Republican-led North Carolina Supreme Court overturns decisions invalidating GOP’s partisan gerrymandering.

North Carolina’s Republican-controlled Supreme Court has ruled that partisan gerrymandering, the practice of drawing electoral district boundaries to favor one political party over another, is not subject to state court review. The ruling, which overturns previous decisions from when the court was under Democratic control, is a victory for the GOP state legislature, which had brought the case before the court after gaining a majority in the 2020 elections. The state Supreme Court’s decision may also prompt the US Supreme Court to dismiss a case on the same issue that is currently before it.

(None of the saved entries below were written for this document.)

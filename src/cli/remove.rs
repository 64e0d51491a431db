use clap::Parser;

/// Arguments for the remove command
#[derive(Parser, Debug)]
#[command(after_help = "EXAMPLES:\n  \
                  Remove a stub:\n    mpstubs remove micropython-esp32-stubs")]
pub struct RemoveArgs {
    /// Name of the installed stub
    pub name: String,
}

The North Carolina court said that the state’s constitution assigns redistricting authority to the General Assembly, subject to explicit limitations in the text, but that those limitations do not address partisan gerrymandering. The court stated that it was not within its authority to create such limitations on a responsibility that is textually assigned to another branch. The majority opinion was written by Chief Justice Paul Newby and joined by the court’s four other Republican members. A dissenting opinion was written by Democratic Justice Anita Earls and joined by Justice Michael Morgan.

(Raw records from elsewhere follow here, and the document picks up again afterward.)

use super::*;

fn artifact(text: &str) -> ListArtifact {
    ListArtifact::new(text, "stubs")
}

fn add(text: &str, names: &[&str]) -> String {
    apply(&artifact(text), &ChangeSet::adding(names.iter().copied()))
        .unwrap()
        .text()
        .to_string()
}

fn remove(text: &str, names: &[&str]) -> String {
    apply(&artifact(text), &ChangeSet::removing(names.iter().copied()))
        .unwrap()
        .text()
        .to_string()
}

const MULTILINE: &str = "# project stubs\n\
stubs = [\n    \"esp32\",  # board\n    \"rp2\",\n]\nother = [\"keep\"]\n";

const JSON: &str = "{\n  \"name\": \"demo\",\n  \"stubs\": [\n    \"esp32\",\n    \"rp2\"\n  ]\n}\n";

#[test]
fn test_add_to_empty_list_keeps_order() {
    for names in [
        vec!["a"],
        vec!["a", "b", "c"],
        vec!["micropython-rp2-stubs", "micropython-esp32-stubs"],
    ] {
        let result = apply(&artifact("stubs = []\n"), &ChangeSet::adding(names.clone())).unwrap();
        assert_eq!(result.entries().unwrap(), names);
    }
    assert_eq!(add("stubs = []\n", &["a", "b", "c"]), "stubs = [\"a\", \"b\", \"c\"]\n");
}

#[test]
fn test_duplicate_adds_are_skipped() {
    assert_eq!(add("stubs = [\"a\"]", &["b", "a", "b"]), "stubs = [\"a\", \"b\"]");
}

#[test]
fn test_empty_change_is_byte_identical() {
    for text in [MULTILINE, JSON, "stubs=[ ]  # nothing yet\n"] {
        let result = apply(&artifact(text), &ChangeSet::default()).unwrap();
        assert_eq!(result.text(), text);
    }
}

#[test]
fn test_reapplying_is_a_no_op() {
    let change = ChangeSet::from_strings(["samd", "esp8266"], ["rp2"]);
    for text in [MULTILINE, JSON, "stubs = []", "stubs = [\n]\n", "stubs: ['a', 'rp2']"] {
        let once = apply(&artifact(text), &change).unwrap();
        let twice = apply(&once, &change).unwrap();
        assert_eq!(once, twice, "second application changed {text:?}");
    }
}

#[test]
fn test_anchor_not_found() {
    let result = apply(&artifact("modules = [\"a\"]\n"), &ChangeSet::adding(["b"]));
    assert!(matches!(
        result,
        Err(StubError::AnchorNotFound { ref anchor, .. }) if anchor == "stubs"
    ));
}

#[test]
fn test_unterminated_list_is_malformed() {
    let result = apply(&artifact("stubs = [\"a\", \"b\"\n"), &ChangeSet::adding(["c"]));
    assert!(matches!(result, Err(StubError::MalformedArtifact { .. })));
}

#[test]
fn test_contradictory_change_is_rejected() {
    let result = apply(
        &artifact("stubs = []"),
        &ChangeSet::from_strings(["a"], ["a"]),
    );
    assert!(matches!(result, Err(StubError::ContradictoryChange { .. })));
}

#[test]
fn test_multiline_add_follows_indent_and_trailing_comma() {
    let expected = "# project stubs\n\
stubs = [\n    \"esp32\",  # board\n    \"rp2\",\n    \"samd\",\n]\nother = [\"keep\"]\n";
    assert_eq!(add(MULTILINE, &["samd"]), expected);
}

#[test]
fn test_multiline_remove_drops_whole_line() {
    let expected = "# project stubs\n\
stubs = [\n    \"esp32\",  # board\n]\nother = [\"keep\"]\n";
    assert_eq!(remove(MULTILINE, &["rp2"]), expected);
}

#[test]
fn test_remove_keeps_comment_of_removed_line() {
    let result = apply(&artifact(MULTILINE), &ChangeSet::removing(["esp32"])).unwrap();
    assert!(result.text().contains("# board"));
    assert!(result.text().starts_with("# project stubs\n"));
    assert!(result.text().ends_with("]\nother = [\"keep\"]\n"));
    assert_eq!(result.entries().unwrap(), vec!["rp2"]);
}

#[test]
fn test_json_list_stays_valid() {
    let added = add(JSON, &["samd"]);
    assert_eq!(
        added,
        "{\n  \"name\": \"demo\",\n  \"stubs\": [\n    \"esp32\",\n    \"rp2\",\n    \"samd\"\n  ]\n}\n"
    );
    let parsed: serde_json::Value = serde_json::from_str(&added).unwrap();
    assert_eq!(parsed["stubs"].as_array().map(Vec::len), Some(3));

    let removed = remove(JSON, &["rp2"]);
    assert_eq!(
        removed,
        "{\n  \"name\": \"demo\",\n  \"stubs\": [\n    \"esp32\"\n  ]\n}\n"
    );
    let parsed: serde_json::Value = serde_json::from_str(&removed).unwrap();
    assert_eq!(parsed["stubs"][0], "esp32");
}

#[test]
fn test_inline_removals() {
    let text = "stubs = [\"a\", \"b\", \"c\"]";
    assert_eq!(remove(text, &["a"]), "stubs = [\"b\", \"c\"]");
    assert_eq!(remove(text, &["b"]), "stubs = [\"a\", \"c\"]");
    assert_eq!(remove(text, &["c"]), "stubs = [\"a\", \"b\"]");
    assert_eq!(remove(text, &["a", "b", "c"]), "stubs = []");
    assert_eq!(remove(text, &["missing"]), text);
}

#[test]
fn test_inline_trailing_comma_is_kept() {
    assert_eq!(add("stubs = [\"a\",]", &["b"]), "stubs = [\"a\", \"b\",]");
    assert_eq!(remove("stubs = [\"a\", \"b\",]", &["b"]), "stubs = [\"a\",]");
    assert_eq!(remove("stubs = [\"a\",]", &["a"]), "stubs = []");
}

#[test]
fn test_inline_separator_is_copied() {
    assert_eq!(add("stubs=[\"a\",\"b\"]", &["c"]), "stubs=[\"a\",\"b\",\"c\"]");
}

#[test]
fn test_single_quotes_are_inferred() {
    let result = apply(
        &ListArtifact::new("modules = ['os', 'sys']\n", "modules"),
        &ChangeSet::adding(["machine"]),
    )
    .unwrap();
    assert_eq!(result.text(), "modules = ['os', 'sys', 'machine']\n");
}

#[test]
fn test_empty_multiline_list_gets_default_indent() {
    assert_eq!(
        add("stubs = [\n]\n", &["a", "b"]),
        "stubs = [\n    \"a\",\n    \"b\",\n]\n"
    );
}

#[test]
fn test_yaml_flow_sequence_keeps_trailing_comment() {
    let text = "name: demo\nstubs: [\"esp32\"]  # managed by mpstubs\n";
    assert_eq!(
        add(text, &["rp2"]),
        "name: demo\nstubs: [\"esp32\", \"rp2\"]  # managed by mpstubs\n"
    );
}

#[test]
fn test_add_then_remove_restores_original() {
    for text in [MULTILINE, JSON, "stubs = [\"a\", \"b\"]"] {
        let added = apply(&artifact(text), &ChangeSet::adding(["extra"])).unwrap();
        let restored = apply(&added, &ChangeSet::removing(["extra"])).unwrap();
        assert_eq!(restored.text(), text);
    }
}

#[test]
fn test_anchor_mentioned_in_string_is_ignored() {
    let text = "description = \"stubs = [x]\"\nstubs = []\n";
    assert_eq!(
        add(text, &["a"]),
        "description = \"stubs = [x]\"\nstubs = [\"a\"]\n"
    );
}

#[test]
fn test_anchor_inside_string_value_is_ignored() {
    let text = "description = \"my stubs = [x]\"\nstubs = []\n";
    assert_eq!(
        add(text, &["a"]),
        "description = \"my stubs = [x]\"\nstubs = [\"a\"]\n"
    );
}

#[test]
fn test_quoted_key_inside_string_is_ignored() {
    let text = "note = 'see \"stubs\": [x]'\n\"stubs\": []\n";
    assert_eq!(
        add(text, &["a"]),
        "note = 'see \"stubs\": [x]'\n\"stubs\": [\"a\"]\n"
    );
}

#[test]
fn test_prefix_and_suffix_are_untouched() {
    let prefix = "# -*- coding: utf-8 -*-\n\n  x = 1  # weird   spacing\n";
    let suffix = "\n\n\ttrailing = \"text\"\n";
    let text = format!("{prefix}stubs = [\"a\"]{suffix}");
    let result = apply(
        &artifact(&text),
        &ChangeSet::from_strings(["b", "c"], ["a"]),
    )
    .unwrap();
    assert!(result.text().starts_with(&format!("{prefix}stubs = [")));
    assert!(result.text().ends_with(&format!("]{suffix}")));
    assert_eq!(result.entries().unwrap(), vec!["b", "c"]);
}

#[test]
fn test_save_and_load_round_trip() {
    let temp = tempfile::TempDir::new().unwrap();
    let path = temp.path().join("mpstubs.yaml");
    std::fs::write(&path, "stubs: []\n").unwrap();

    let loaded = ListArtifact::load(&path, "stubs").unwrap();
    let updated = apply(&loaded, &ChangeSet::adding(["esp32"])).unwrap();
    updated.save(&path).unwrap();

    assert_eq!(std::fs::read_to_string(&path).unwrap(), "stubs: [\"esp32\"]\n");
    let leftovers: Vec<_> = std::fs::read_dir(temp.path()).unwrap().collect();
    assert_eq!(leftovers.len(), 1);
}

The ruling is a setback for voting rights groups that had challenged the congressional plan drawn up by the Republican legislature after the 2020 census. The decision will prevent groups from going to state court in the future to bring claims of extreme partisan gerrymandering against North Carolina maps. The state Republican Party praised the ruling, stating that it was a step toward restoring respect for the Constitution and taking politics out of the courtroom.

The US Supreme Court had before it an appeal of the North Carolina case brought by the Republican legislature before the GOP gained control of the state Supreme Court. The case asked the justices to adopt an aggressive theory that would limit the role state courts can play in election disputes. The Independent State Legislature theory was pushed by conservatives and supporters of former President Donald Trump after the 2020 election. The US Supreme Court heard arguments in the case in December but had not issued a decision.

The North Carolina ruling also reversed the court’s decision to block the state’s 2018 voter ID law. Last year, the court held that the law was “motivated by a racially discriminatory purpose,” but the new Republican majority found that opponents of the law could not prove that it was enacted with discriminatory intent or that it produced a meaningful disparate impact along racial lines. The majority framed its decision as a return to a less politicized court.

Justice Michael Morgan, in his dissenting opinion, criticized the new Republican majority for infusing partisan politics into the case’s outcome. Morgan also criticized the decision to overturn the court’s precedent, stating that every presumption is construed in favor of the court’s previous holding and that they should overrule themselves only if “the previous majority clearly mistook some important fact or overlooked an express and weighty authority in contradiction to its prior ruling.”